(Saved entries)

==*==

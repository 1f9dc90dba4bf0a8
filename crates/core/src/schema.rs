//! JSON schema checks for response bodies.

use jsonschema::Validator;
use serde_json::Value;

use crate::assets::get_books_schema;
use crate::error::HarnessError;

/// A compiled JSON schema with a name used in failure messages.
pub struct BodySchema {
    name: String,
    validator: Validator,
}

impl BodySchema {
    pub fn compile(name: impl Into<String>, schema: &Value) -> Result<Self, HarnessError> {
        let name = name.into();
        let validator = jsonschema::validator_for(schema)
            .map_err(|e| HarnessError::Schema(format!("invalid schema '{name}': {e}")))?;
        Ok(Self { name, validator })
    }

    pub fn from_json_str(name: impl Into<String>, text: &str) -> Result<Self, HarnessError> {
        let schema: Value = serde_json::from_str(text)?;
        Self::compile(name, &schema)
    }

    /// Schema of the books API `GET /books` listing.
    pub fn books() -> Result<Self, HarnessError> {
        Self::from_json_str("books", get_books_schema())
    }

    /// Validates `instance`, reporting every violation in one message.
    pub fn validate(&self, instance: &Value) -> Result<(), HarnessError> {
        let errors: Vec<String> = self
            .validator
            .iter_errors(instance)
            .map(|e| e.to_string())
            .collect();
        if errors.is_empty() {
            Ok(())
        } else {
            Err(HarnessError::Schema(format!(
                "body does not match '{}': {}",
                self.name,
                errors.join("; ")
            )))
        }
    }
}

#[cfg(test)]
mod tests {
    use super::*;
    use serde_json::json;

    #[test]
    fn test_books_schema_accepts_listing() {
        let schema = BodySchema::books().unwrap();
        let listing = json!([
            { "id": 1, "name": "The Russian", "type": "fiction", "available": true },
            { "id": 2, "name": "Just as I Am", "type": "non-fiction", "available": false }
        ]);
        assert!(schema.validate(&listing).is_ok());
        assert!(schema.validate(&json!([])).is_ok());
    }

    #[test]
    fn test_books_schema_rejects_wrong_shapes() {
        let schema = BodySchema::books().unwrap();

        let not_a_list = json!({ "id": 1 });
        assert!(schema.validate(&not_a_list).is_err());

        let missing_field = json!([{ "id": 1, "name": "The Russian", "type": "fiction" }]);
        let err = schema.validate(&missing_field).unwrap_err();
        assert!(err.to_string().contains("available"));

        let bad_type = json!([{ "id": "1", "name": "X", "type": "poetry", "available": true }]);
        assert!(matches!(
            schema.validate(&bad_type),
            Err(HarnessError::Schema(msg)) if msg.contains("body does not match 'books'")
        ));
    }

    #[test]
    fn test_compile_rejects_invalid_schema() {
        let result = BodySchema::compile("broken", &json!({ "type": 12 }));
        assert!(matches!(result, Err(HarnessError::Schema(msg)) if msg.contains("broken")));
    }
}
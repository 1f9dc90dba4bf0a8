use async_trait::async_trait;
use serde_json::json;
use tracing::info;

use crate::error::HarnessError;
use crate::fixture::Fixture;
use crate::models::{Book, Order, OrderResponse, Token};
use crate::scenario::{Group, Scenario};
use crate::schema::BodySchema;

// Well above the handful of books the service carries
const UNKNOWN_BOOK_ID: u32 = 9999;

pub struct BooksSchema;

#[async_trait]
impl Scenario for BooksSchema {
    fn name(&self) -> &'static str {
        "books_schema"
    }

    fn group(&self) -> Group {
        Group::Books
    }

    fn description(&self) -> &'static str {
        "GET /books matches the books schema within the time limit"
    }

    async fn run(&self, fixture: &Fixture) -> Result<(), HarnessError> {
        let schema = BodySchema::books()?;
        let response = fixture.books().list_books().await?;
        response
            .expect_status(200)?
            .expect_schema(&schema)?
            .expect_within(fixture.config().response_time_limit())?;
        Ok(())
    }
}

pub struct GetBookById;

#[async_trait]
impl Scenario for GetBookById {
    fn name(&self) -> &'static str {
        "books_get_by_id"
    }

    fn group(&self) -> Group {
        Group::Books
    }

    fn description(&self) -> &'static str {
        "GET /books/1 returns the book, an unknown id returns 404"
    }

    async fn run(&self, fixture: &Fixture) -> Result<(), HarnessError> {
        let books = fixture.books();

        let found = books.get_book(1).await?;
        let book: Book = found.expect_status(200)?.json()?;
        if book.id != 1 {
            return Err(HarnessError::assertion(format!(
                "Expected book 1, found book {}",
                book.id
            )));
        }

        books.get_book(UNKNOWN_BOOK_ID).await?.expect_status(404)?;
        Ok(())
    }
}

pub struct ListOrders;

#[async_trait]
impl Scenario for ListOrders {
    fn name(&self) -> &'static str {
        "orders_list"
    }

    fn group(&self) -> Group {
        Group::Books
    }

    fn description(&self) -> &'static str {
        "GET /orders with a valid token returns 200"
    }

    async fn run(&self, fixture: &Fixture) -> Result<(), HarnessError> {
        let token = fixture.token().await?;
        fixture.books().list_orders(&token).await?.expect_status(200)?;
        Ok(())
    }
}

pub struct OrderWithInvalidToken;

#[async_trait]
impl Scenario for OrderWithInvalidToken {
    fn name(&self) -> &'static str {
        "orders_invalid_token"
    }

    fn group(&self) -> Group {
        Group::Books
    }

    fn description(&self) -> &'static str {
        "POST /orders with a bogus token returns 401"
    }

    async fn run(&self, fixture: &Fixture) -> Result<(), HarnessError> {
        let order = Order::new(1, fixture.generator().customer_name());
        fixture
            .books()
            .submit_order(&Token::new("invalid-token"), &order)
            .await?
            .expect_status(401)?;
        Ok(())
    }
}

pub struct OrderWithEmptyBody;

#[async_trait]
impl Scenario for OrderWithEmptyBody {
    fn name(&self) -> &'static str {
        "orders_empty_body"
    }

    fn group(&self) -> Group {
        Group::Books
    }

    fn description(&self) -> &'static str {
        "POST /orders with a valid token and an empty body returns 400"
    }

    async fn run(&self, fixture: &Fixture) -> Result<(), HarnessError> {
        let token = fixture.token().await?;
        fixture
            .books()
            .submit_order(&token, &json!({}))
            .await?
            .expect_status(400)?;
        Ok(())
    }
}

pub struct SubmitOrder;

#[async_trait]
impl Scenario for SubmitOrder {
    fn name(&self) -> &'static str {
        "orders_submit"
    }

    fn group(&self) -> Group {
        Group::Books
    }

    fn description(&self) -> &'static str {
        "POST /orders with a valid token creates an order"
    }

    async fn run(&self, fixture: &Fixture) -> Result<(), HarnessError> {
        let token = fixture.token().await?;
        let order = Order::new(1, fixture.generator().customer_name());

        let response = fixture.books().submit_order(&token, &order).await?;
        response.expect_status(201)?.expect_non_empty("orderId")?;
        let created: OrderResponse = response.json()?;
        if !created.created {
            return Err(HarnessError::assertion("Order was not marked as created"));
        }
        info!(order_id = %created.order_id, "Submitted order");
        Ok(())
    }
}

==*==

**How to complete this task:**
Copy each line of the entries exactly.

**Written solution:**
repository 1f9dc90dba4bf0a8
filename crates/core/src/schema.rs
//! JSON schema checks for response bodies.

use jsonschema::Validator;
use serde_json::Value;

use crate::assets::get_books_schema;
use crate::error::HarnessError;

/// A compiled JSON schema with a name used in failure messages.
pub struct BodySchema {
    name: String,
    validator: Validator,
}

impl BodySchema {
    pub fn compile(name: impl Into<String>, schema: &Value) -> Result<Self, HarnessError> {
        let name = name.into();
        let validator = jsonschema::validator_for(schema)
            .map_err(|e| HarnessError::Schema(format!("invalid schema '{name}': {e}")))?;
        Ok(Self { name, validator })
    }

    pub fn from_json_str(name: impl Into<String>, text: &str) -> Result<Self, HarnessError> {
        let schema: Value = serde_json::from_str(text)?;
        Self::compile(name, &schema)
    }

    /// Schema of the books API `GET /books` listing.
    pub fn books() -> Result<Self, HarnessError> {
        Self::from_json_str("books", get_books_schema())
    }

    /// Validates `instance`, reporting every violation in one message.
    pub fn validate(&self, instance: &Value) -> Result<(), HarnessError> {
        let errors: Vec<String> = self
            .validator
            .iter_errors(instance)
            .map(|e| e.to_string())
            .collect();
        if errors.is_empty() {
            Ok(())
        } else {
            Err(HarnessError::Schema(format!(
                "body does not match '{}': {}",
                self.name,
                errors.join("; ")
            )))
        }
    }
}

#[cfg(test)]
mod tests {
    use super::*;
    use serde_json::json;

    #[test]
    fn test_books_schema_accepts_listing() {
        let schema = BodySchema::books().unwrap();
        let listing = json!([
            { "id": 1, "name": "The Russian", "type": "fiction", "available": true },
            { "id": 2, "name": "Just as I Am", "type": "non-fiction", "available": false }
        ]);
        assert!(schema.validate(&listing).is_ok());
        assert!(schema.validate(&json!([])).is_ok());
    }

    #[test]
    fn test_books_schema_rejects_wrong_shapes() {
        let schema = BodySchema::books().unwrap();

        let not_a_list = json!({ "id": 1 });
        assert!(schema.validate(&not_a_list).is_err());

        let missing_field = json!([{ "id": 1, "name": "The Russian", "type": "fiction" }]);
        let err = schema.validate(&missing_field).unwrap_err();
        assert!(err.to_string().contains("available"));

        let bad_type = json!([{ "id": "1", "name": "X", "type": "poetry", "available": true }]);
        assert!(matches!(
            schema.validate(&bad_type),
            Err(HarnessError::Schema(msg)) if msg.contains("body does not match 'books'")
        ));
    }

    #[test]
    fn test_compile_rejects_invalid_schema() {
        let result = BodySchema::compile("broken", &json!({ "type": 12 }));
        assert!(matches!(result, Err(HarnessError::Schema(msg)) if msg.contains("broken")));
    }
}
repository 1f9dc90dba4bf0a8
use async_trait::async_trait;
use serde_json::json;
use tracing::info;

use crate::error::HarnessError;
use crate::fixture::Fixture;
use crate::models::{Book, Order, OrderResponse, Token};
use crate::scenario::{Group, Scenario};
use crate::schema::BodySchema;

// Well above the handful of books the service carries
const UNKNOWN_BOOK_ID: u32 = 9999;

pub struct BooksSchema;

#[async_trait]
impl Scenario for BooksSchema {
    fn name(&self) -> &'static str {
        "books_schema"
    }

    fn group(&self) -> Group {
        Group::Books
    }

    fn description(&self) -> &'static str {
        "GET /books matches the books schema within the time limit"
    }

    async fn run(&self, fixture: &Fixture) -> Result<(), HarnessError> {
        let schema = BodySchema::books()?;
        let response = fixture.books().list_books().await?;
        response
            .expect_status(200)?
            .expect_schema(&schema)?
            .expect_within(fixture.config().response_time_limit())?;
        Ok(())
    }
}

pub struct GetBookById;

#[async_trait]
impl Scenario for GetBookById {
    fn name(&self) -> &'static str {
        "books_get_by_id"
    }

    fn group(&self) -> Group {
        Group::Books
    }

    fn description(&self) -> &'static str {
        "GET /books/1 returns the book, an unknown id returns 404"
    }

    async fn run(&self, fixture: &Fixture) -> Result<(), HarnessError> {
        let books = fixture.books();

        let found = books.get_book(1).await?;
        let book: Book = found.expect_status(200)?.json()?;
        if book.id != 1 {
            return Err(HarnessError::assertion(format!(
                "Expected book 1, found book {}",
                book.id
            )));
        }

        books.get_book(UNKNOWN_BOOK_ID).await?.expect_status(404)?;
        Ok(())
    }
}

pub struct ListOrders;

#[async_trait]
impl Scenario for ListOrders {
    fn name(&self) -> &'static str {
        "orders_list"
    }

    fn group(&self) -> Group {
        Group::Books
    }

    fn description(&self) -> &'static str {
        "GET /orders with a valid token returns 200"
    }

    async fn run(&self, fixture: &Fixture) -> Result<(), HarnessError> {
        let token = fixture.token().await?;
        fixture.books().list_orders(&token).await?.expect_status(200)?;
        Ok(())
    }
}

pub struct OrderWithInvalidToken;

#[async_trait]
impl Scenario for OrderWithInvalidToken {
    fn name(&self) -> &'static str {
        "orders_invalid_token"
    }

    fn group(&self) -> Group {
        Group::Books
    }

    fn description(&self) -> &'static str {
        "POST /orders with a bogus token returns 401"
    }

    async fn run(&self, fixture: &Fixture) -> Result<(), HarnessError> {
        let order = Order::new(1, fixture.generator().customer_name());
        fixture
            .books()
            .submit_order(&Token::new("invalid-token"), &order)
            .await?
            .expect_status(401)?;
        Ok(())
    }
}

pub struct OrderWithEmptyBody;

#[async_trait]
impl Scenario for OrderWithEmptyBody {
    fn name(&self) -> &'static str {
        "orders_empty_body"
    }

    fn group(&self) -> Group {
        Group::Books
    }

    fn description(&self) -> &'static str {
        "POST /orders with a valid token and an empty body returns 400"
    }

    async fn run(&self, fixture: &Fixture) -> Result<(), HarnessError> {
        let token = fixture.token().await?;
        fixture
            .books()
            .submit_order(&token, &json!({}))
            .await?
            .expect_status(400)?;
        Ok(())
    }
}

pub struct SubmitOrder;

#[async_trait]
impl Scenario for SubmitOrder {
    fn name(&self) -> &'static str {
        "orders_submit"
    }

    fn group(&self) -> Group {
        Group::Books
    }

    fn description(&self) -> &'static str {
        "POST /orders with a valid token creates an order"
    }

    async fn run(&self, fixture: &Fixture) -> Result<(), HarnessError> {
        let token = fixture.token().await?;
        let order = Order::new(1, fixture.generator().customer_name());

        let response = fixture.books().submit_order(&token, &order).await?;
        response.expect_status(201)?.expect_non_empty("orderId")?;
        let created: OrderResponse = response.json()?;
        if !created.created {
            return Err(HarnessError::assertion("Order was not marked as created"));
        }
        info!(order_id = %created.order_id, "Submitted order");
        Ok(())
    }
}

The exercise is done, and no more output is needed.